Monkey pox will soon no longer be called monkey pox
The WHO probably wants to follow a demand from scientists and find a new name for the monkeypox virus. A “non-discriminatory” label is being sought that also takes into account new developments and the spread of the virus.
The World Health Organization (WHO) says it is working with experts on a new name for the smallpox virus. Proposals for new names should be submitted as soon as possible, WHO chief Tedros Adhanom Ghebreyesus told reporters in Geneva. 30 scientists previously called for a “non-discriminatory” and “non-stigmatizing” name.
According to experts, the international media and the scientific literature are of the opinion that smallpox is endemic in some African countries, ie localized. “However, it has been proven that almost all outbreaks of monkeypox in Africa before the outbreak in 2022 were the result of animal-to-human transmission,” they write, adding that there are rare reports of sustained human-to-human transmission. Case numbers and epidemiological patterns suggest that the current global epidemic is sustained by human-to-human transmission.
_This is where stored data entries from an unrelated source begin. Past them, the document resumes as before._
use std::cell::{Cell, RefCell};
use std::rc::Rc;
use std::time::{Duration, Instant};

use crate::*;

fn no_paint(_: &View, _: (u32, u32), _: &FocusManager) -> (Scene, Vec<HitRegion>, Vec<SemNode>) {
    (Scene::default(), vec![], vec![])
}

fn focusable(ids: &[u64]) -> Vec<HitRegion> {
    ids.iter()
        .map(|&id| HitRegion {
            id,
            focusable: true,
            ..Default::default()
        })
        .collect()
}

#[test]
fn test_signal_basic() {
    let sig = signal(42);
    assert_eq!(sig.get(), 42);

    sig.set(100);
    assert_eq!(sig.get(), 100);

    sig.update(|v| *v += 1);
    assert_eq!(sig.get(), 101);
}

#[test]
fn test_signal_subscriber_can_read() {
    let sig = signal(0);
    let seen = Rc::new(Cell::new(-1));

    let (s, sig2) = (seen.clone(), sig.clone());
    sig.subscribe(move |v| {
        assert_eq!(sig2.get(), *v);
        s.set(*v);
    });

    sig.set(42);
    assert_eq!(seen.get(), 42);
}

#[test]
fn test_scope_explicit_dispose() {
    let cleaned_up = Rc::new(Cell::new(0));

    let scope = Scope::new();
    let c = cleaned_up.clone();
    scope.add_disposer(move || c.set(c.get() + 1));

    assert_eq!(cleaned_up.get(), 0);
    scope.clone().dispose();
    assert_eq!(cleaned_up.get(), 1);
    scope.clone().dispose();
    assert_eq!(cleaned_up.get(), 1);
    assert!(scope.is_disposed());

    // Late registration runs right away.
    let c = cleaned_up.clone();
    scope.add_disposer(move || c.set(c.get() + 10));
    assert_eq!(cleaned_up.get(), 11);
}

#[test]
fn test_scope_children_first() {
    let order = Rc::new(RefCell::new(Vec::new()));
    let parent = Scope::new();
    let child = parent.child();

    let o = order.clone();
    parent.add_disposer(move || o.borrow_mut().push("parent"));
    let o = order.clone();
    child.add_disposer(move || o.borrow_mut().push("child"));

    parent.dispose();
    assert_eq!(*order.borrow(), vec!["child", "parent"]);
}

#[test]
fn test_dispose_runs_once() {
    let n = Rc::new(Cell::new(0));
    let c = n.clone();
    let d = Dispose::new(move || c.set(c.get() + 1));
    let d2 = d.clone();
    d.run();
    d2.run();
    d.run();
    assert_eq!(n.get(), 1);
    assert!(d.is_spent());
}

#[test]
fn test_key_based_remember() {
    Composer::reset();

    let val1 = remember_with_key("test", || 42);
    let val2 = remember_with_key("test", || 100);

    assert_eq!(*val1, 42);
    assert_eq!(*val2, 42); // Not 100, because key exists
}

#[test]
fn test_remember_stable_until_unmount() {
    let mut sched = Scheduler::new();
    let mut ptrs = Vec::new();
    for _ in 0..3 {
        sched.compose(
            Instant::now(),
            |_| {
                let s = remember(|| RefCell::new(String::new()));
                ptrs.push(Rc::as_ptr(&s) as usize);
                View::new(0, ViewKind::Box)
            },
            no_paint,
        );
    }
    assert!(ptrs.windows(2).all(|w| w[0] == w[1]));

    sched.unmount();
    assert_eq!(Composer::slot_count(), 0);

    let mut value = String::from("stale");
    sched.compose(
        Instant::now(),
        |_| {
            let s = remember_state(|| String::new());
            value = s.borrow().clone();
            View::new(0, ViewKind::Box)
        },
        no_paint,
    );
    assert_eq!(value, "");
}

#[test]
fn test_disposable_effect_keyed() {
    let log = Rc::new(RefCell::new(Vec::<String>::new()));
    let mut sched = Scheduler::new();

    let compose_with = |sched: &mut Scheduler, key: u32| {
        let log = log.clone();
        sched.compose(
            Instant::now(),
            move |_| {
                let log = log.clone();
                disposable_effect(key, || {
                    log.borrow_mut().push(format!("start {key}"));
                    on_unmount(move || log.borrow_mut().push(format!("stop {key}")))
                });
                View::new(0, ViewKind::Box)
            },
            no_paint,
        );
    };

    compose_with(&mut sched, 1);
    compose_with(&mut sched, 1);
    assert_eq!(*log.borrow(), vec!["start 1"]);

    compose_with(&mut sched, 2);
    assert_eq!(*log.borrow(), vec!["start 1", "stop 1", "start 2"]);

    sched.unmount();
    sched.unmount();
    assert_eq!(
        *log.borrow(),
        vec!["start 1", "stop 1", "start 2", "stop 2"]
    );
}

#[test]
fn test_drop_unmounts() {
    let stopped = Rc::new(Cell::new(false));
    {
        let mut sched = Scheduler::new();
        let s = stopped.clone();
        sched.compose(
            Instant::now(),
            move |_| {
                let s = s.clone();
                scoped_effect(move || on_unmount(move || s.set(true)));
                View::new(0, ViewKind::Box)
            },
            no_paint,
        );
        assert!(sched.is_mounted());
        assert!(!stopped.get());
    }
    assert!(stopped.get());
}

#[test]
fn test_focus_manager_is_local_during_compose() {
    let mut sched = Scheduler::new();
    let captured = Rc::new(RefCell::new(None::<FocusManager>));
    let c = captured.clone();
    sched.compose(
        Instant::now(),
        move |_| {
            *c.borrow_mut() = Some(local_focus_manager());
            View::new(0, ViewKind::Box)
        },
        |_, _, _| (Scene::default(), focusable(&[4, 8]), vec![]),
    );
    let fm = captured.borrow().clone().unwrap();
    assert!(fm.ptr_eq(sched.focus_manager()));
    assert_eq!(fm.focus_chain(), vec![4, 8]);

    fm.request(8);
    assert_eq!(sched.focused(), Some(8));
    sched.unmount();
    assert_eq!(sched.focused(), None);
}

#[test]
fn test_frame_time_is_explicit() {
    let mut sched = Scheduler::new();
    let t0 = Instant::now() + Duration::from_secs(60);
    let mut seen = None;
    sched.compose(
        t0,
        |_| {
            seen = Some(frame_time());
            View::new(0, ViewKind::Box)
        },
        no_paint,
    );
    assert_eq!(seen, Some(t0));
    assert_eq!(frame_time(), t0);
}

#[test]
fn test_color_from_hex() {
    let c = Color::from_hex("#FF5733");
    assert_eq!(c, Color(255, 87, 51, 255));

    let c_alpha = Color::from_hex("#FF5733AA");
    assert_eq!(c_alpha, Color(255, 87, 51, 170));

    assert_eq!(Color::WHITE.copy_alpha(0.3), Color(255, 255, 255, 77));
}

#[test]
fn test_rect_contains() {
    let rect = Rect {
        x: 10.0,
        y: 10.0,
        w: 100.0,
        h: 50.0,
    };

    assert!(rect.contains(Vec2 { x: 50.0, y: 30.0 }));
    assert!(!rect.contains(Vec2 { x: 5.0, y: 30.0 }));
    assert!(!rect.contains(Vec2 { x: 50.0, y: 70.0 }));
}

#[test]
fn test_password_transformation() {
    let vt = VisualTransformation::password();
    assert_eq!(vt.filter("héllo"), "•••••");
    assert_eq!(vt.filter(""), "");
    assert_eq!(vt.filter("  "), "••");
    // 'é' is two bytes; the mask is three.
    assert_eq!(vt.original_to_transformed("héllo", 3), 6);
    assert_eq!(vt.transformed_to_original("héllo", 6), 3);
    assert_eq!(VisualTransformation::None.filter("alice"), "alice");
}

#[test]
fn test_keyboard_actions_dispatch() {
    let hit = Rc::new(Cell::new(false));
    let h = hit.clone();
    let actions = KeyboardActions::new().on_done(move || h.set(true));
    assert!(!actions.run(ImeAction::Next));
    assert!(actions.run(ImeAction::Done));
    assert!(hit.get());
}

#[test]
fn test_theme_override_restores() {
    let base = theme();
    let custom = Theme {
        surface: Color::DARK_GRAY,
        ..Theme::default()
    };
    with_theme(custom, || {
        assert_eq!(theme().surface, Color::DARK_GRAY);
    });
    assert_eq!(theme(), base);
}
Previously, the description of the virus as of African origin was “not only inaccurate, but also discriminatory and stigmatizing.” This is most evident in the use of photographs of African patients to depict smallpox in many media. Although the origins of the new global smallpox outbreak are still unknown, “there is growing evidence that the most likely scenario is that intercontinental, cryptic transmission to humans has taken longer than previously thought,” the researchers said. The current global epidemic should therefore not be linked to Africa, West Africa or Nigeria.
“Breaking with Names and Historical Associations”
Until now, the monkey pox virus has divided into the West African and Central African or Congo basins. The letter proposes a new classification, “which is non-discriminatory and non-stigmatizing and draws on best practices for naming infectious diseases”. The aim is to minimize unnecessary negative impacts on nations, geographical regions, economies and peoples and to take into account the evolution and spread of the virus. One must seize the opportunity “to break with the name of smallpox and the historical associations associated with that name.” A clear and appropriate name for the virus causing this epidemic would also facilitate communication without further negative connotations.
Smallpox is a less dangerous cousin of smallpox that was eradicated about 40 years ago. The disease begins with a high fever and rapidly progresses to a crust rash. There are vaccines against this disease. The WHO wants to consider declaring an international health emergency due to the growing spread of monkeypox. To date, more than 1,600 cases of monkeypox have been reported to the WHO in 39 countries.